Achieving Dual‐Emissive and Time‐Dependent Evolutive Organic Afterglow by Bridging Molecules with Weak Intermolecular Hydrogen Bonding

Abstract It is discovered that “bridging” traditional persistent room‐temperature phosphorescence (pRTP) dibenzofuran moieties by intermolecular hydrogen bonding can induce interesting photophysical properties. The light‐emitting material 4‐(4‐((4‐methoxyphenyl)sulfonyl)phenyl)dibenzo[b,d]furan (SOBF‐OMe) is synthesized and excitingly shows novel dual‐emissive afterglow material properties in which orange pRTP (at ≈580 nm, 627 ms) from the dibenzofuran moiety and another blue ultralong intermolecular charge transfer emission (≈476 nm, 204 ms, with TADF characteristics) can be detected.

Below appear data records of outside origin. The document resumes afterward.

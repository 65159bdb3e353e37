//! User profile reads and updates.

use std::sync::Arc;

use openmic_core::error::CoreError;
use openmic_core::store::EntityStore;
use openmic_core::types::DbId;
use openmic_core::user::{
    NotificationPreferences, PreferencesPatch, ProfilePatch, User, UserType,
};

#[derive(Clone)]
pub struct UserDirectory {
    store: Arc<dyn EntityStore>,
}

impl UserDirectory {
    pub fn new(store: Arc<dyn EntityStore>) -> Self {
        Self { store }
    }

    pub async fn profile(&self, user_id: DbId) -> Result<User, CoreError> {
        self.store
            .find_user(user_id)
            .await?
            .ok_or_else(|| CoreError::user_not_found(user_id))
    }

    /// Patch name, bio and profile picture. Any user type may do this.
    pub async fn update_profile(
        &self,
        user_id: DbId,
        patch: &ProfilePatch,
    ) -> Result<User, CoreError> {
        let mut user = self.profile(user_id).await?;
        patch.apply(&mut user)?;

        if !self.store.update_user_profile(&user).await? {
            return Err(CoreError::user_not_found(user_id));
        }
        tracing::info!(%user_id, "Profile updated");
        Ok(user)
    }

    /// Patch a comedian's notification preferences.
    pub async fn update_notification_preferences(
        &self,
        user_id: DbId,
        patch: &PreferencesPatch,
    ) -> Result<NotificationPreferences, CoreError> {
        let user = self.profile(user_id).await?;
        user.require_type(UserType::Comedian, "update notification preferences")?;

        let mut prefs = user.notification_preferences;
        prefs.apply(patch);

        if !self
            .store
            .update_notification_preferences(user_id, &prefs)
            .await?
        {
            return Err(CoreError::user_not_found(user_id));
        }
        Ok(prefs)
    }
}
//! JWT-based authentication extractor for Axum handlers.

use axum::extract::FromRequestParts;
use axum::http::request::Parts;
use openmic_core::error::CoreError;
use openmic_core::types::DbId;
use openmic_core::user::UserType;

use crate::auth::jwt::validate_token;
use crate::error::AppError;
use crate::state::AppState;

/// Authenticated user extracted from a JWT Bearer token in the `Authorization` header.
///
/// Role checks are not done here. The booking services load the user
/// document and check its type themselves, so a stale token cannot grant
/// a role the account does not have.
#[derive(Debug, Clone)]
pub struct AuthUser {
    pub user_id: DbId,
    pub user_type: UserType,
}

impl FromRequestParts<AppState> for AuthUser {
    type Rejection = AppError;

    async fn from_request_parts(
        parts: &mut Parts,
        state: &AppState,
    ) -> Result<Self, Self::Rejection> {
        let auth_header = parts
            .headers
            .get("authorization")
            .and_then(|v| v.to_str().ok())
            .ok_or_else(|| {
                AppError::Core(CoreError::Unauthorized(
                    "Missing Authorization header".into(),
                ))
            })?;

        let token = auth_header.strip_prefix("Bearer ").ok_or_else(|| {
            AppError::Core(CoreError::Unauthorized(
                "Invalid Authorization format. Expected: Bearer <token>".into(),
            ))
        })?;

        let claims = validate_token(token, &state.config.jwt).map_err(|_| {
            AppError::Core(CoreError::Unauthorized("Invalid or expired token".into()))
        })?;

        Ok(AuthUser {
            user_id: claims.sub,
            user_type: claims.user_type,
        })
    }
}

Due to the different decay lifetimes, the ratio of the two afterglow emission bands continuously changes. Accordingly, the emission colors are unusually tuned gradually from cold‐white to orange during the afterglow decay process. The blue afterglow emission, which relates to intermolecular interactions, is sensitive to mechanical stimuli and the afterglow emission properties of SOBF‐OMe (single‐emissive or dual‐emissive) can easily be manipulated by grinding/fuming. This single‐component material is a rare example of a light‐emitting compound showing dual‐emissive and real‐time changing afterglow properties in which a rational bridging strategy via weak intermolecular hydrogen bonding is utilized.